• Goal of the exercise: Once you find the line containing "ctx.set_query_handler(QUERY_ONBOARDING_STATUS, move ||" in the data below, copy it and each following line exactly, up to and including the line containing "type Input = OnboardingRequest;", and nothing else.

»»

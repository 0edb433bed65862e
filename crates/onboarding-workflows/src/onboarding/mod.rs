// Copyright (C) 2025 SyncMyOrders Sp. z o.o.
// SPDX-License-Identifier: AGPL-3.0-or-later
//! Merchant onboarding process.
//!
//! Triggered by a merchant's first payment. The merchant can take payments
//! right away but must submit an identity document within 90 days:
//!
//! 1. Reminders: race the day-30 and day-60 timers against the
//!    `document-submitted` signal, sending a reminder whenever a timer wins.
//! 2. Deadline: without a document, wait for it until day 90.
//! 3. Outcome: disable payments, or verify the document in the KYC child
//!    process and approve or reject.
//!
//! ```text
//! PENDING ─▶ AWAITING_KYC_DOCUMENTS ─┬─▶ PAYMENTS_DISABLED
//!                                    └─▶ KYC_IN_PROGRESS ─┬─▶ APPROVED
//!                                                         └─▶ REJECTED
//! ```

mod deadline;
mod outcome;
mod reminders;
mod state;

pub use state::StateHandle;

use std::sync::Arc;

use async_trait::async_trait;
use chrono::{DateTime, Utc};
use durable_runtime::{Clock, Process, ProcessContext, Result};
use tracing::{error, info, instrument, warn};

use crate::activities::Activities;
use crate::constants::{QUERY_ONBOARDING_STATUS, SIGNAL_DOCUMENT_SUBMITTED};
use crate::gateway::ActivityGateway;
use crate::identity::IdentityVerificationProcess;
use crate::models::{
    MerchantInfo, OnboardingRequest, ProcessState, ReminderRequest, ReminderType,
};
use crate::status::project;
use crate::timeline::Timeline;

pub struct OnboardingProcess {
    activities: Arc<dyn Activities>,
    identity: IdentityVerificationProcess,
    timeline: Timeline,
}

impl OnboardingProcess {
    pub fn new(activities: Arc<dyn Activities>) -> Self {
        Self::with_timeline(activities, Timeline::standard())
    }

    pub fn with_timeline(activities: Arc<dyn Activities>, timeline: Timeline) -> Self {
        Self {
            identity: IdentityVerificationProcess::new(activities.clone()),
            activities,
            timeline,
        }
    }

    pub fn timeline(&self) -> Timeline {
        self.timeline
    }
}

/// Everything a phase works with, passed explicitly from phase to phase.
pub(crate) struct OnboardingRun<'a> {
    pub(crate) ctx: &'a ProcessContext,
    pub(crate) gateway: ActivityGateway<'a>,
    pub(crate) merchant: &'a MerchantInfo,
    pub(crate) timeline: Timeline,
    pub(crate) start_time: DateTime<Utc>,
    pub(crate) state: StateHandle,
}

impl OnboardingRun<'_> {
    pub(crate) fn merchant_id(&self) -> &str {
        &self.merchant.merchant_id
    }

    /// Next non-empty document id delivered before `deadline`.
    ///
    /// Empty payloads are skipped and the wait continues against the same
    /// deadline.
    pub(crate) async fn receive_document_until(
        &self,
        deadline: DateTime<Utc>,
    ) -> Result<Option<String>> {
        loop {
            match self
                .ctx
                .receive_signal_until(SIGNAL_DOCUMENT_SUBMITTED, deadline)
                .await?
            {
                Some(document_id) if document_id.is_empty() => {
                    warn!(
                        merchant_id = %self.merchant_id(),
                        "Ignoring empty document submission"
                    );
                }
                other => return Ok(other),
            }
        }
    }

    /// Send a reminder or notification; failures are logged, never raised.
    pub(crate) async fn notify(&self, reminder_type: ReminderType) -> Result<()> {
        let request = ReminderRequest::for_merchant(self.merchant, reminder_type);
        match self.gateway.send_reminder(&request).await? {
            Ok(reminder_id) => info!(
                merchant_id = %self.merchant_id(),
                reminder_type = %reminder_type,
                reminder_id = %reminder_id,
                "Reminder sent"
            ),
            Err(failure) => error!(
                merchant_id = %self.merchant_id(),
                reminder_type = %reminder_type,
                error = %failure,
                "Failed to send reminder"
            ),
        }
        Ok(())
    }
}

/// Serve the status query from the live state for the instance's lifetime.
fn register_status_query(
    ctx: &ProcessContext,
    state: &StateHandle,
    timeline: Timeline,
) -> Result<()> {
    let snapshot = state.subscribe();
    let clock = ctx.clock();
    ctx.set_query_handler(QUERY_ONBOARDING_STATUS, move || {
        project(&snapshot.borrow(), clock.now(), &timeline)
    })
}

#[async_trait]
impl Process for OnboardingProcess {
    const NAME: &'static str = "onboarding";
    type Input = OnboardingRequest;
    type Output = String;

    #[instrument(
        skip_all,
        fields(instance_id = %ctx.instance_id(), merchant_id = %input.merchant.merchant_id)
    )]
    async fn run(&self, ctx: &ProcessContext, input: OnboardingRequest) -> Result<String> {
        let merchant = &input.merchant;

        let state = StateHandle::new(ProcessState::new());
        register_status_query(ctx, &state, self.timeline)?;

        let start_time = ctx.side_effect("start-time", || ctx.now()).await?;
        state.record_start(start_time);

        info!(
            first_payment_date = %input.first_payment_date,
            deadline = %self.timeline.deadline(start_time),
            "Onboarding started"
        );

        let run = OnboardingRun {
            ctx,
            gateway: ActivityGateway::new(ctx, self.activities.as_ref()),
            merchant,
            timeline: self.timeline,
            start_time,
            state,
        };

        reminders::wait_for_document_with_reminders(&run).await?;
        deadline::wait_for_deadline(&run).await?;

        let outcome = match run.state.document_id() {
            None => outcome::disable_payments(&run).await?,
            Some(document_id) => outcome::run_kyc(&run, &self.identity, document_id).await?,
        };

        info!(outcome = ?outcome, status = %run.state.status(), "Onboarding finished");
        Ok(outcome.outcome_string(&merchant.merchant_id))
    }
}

««

• Expected answer:
    ctx.set_query_handler(QUERY_ONBOARDING_STATUS, move || {
        project(&snapshot.borrow(), clock.now(), &timeline)
    })
}

#[async_trait]
impl Process for OnboardingProcess {
    const NAME: &'static str = "onboarding";
    type Input = OnboardingRequest;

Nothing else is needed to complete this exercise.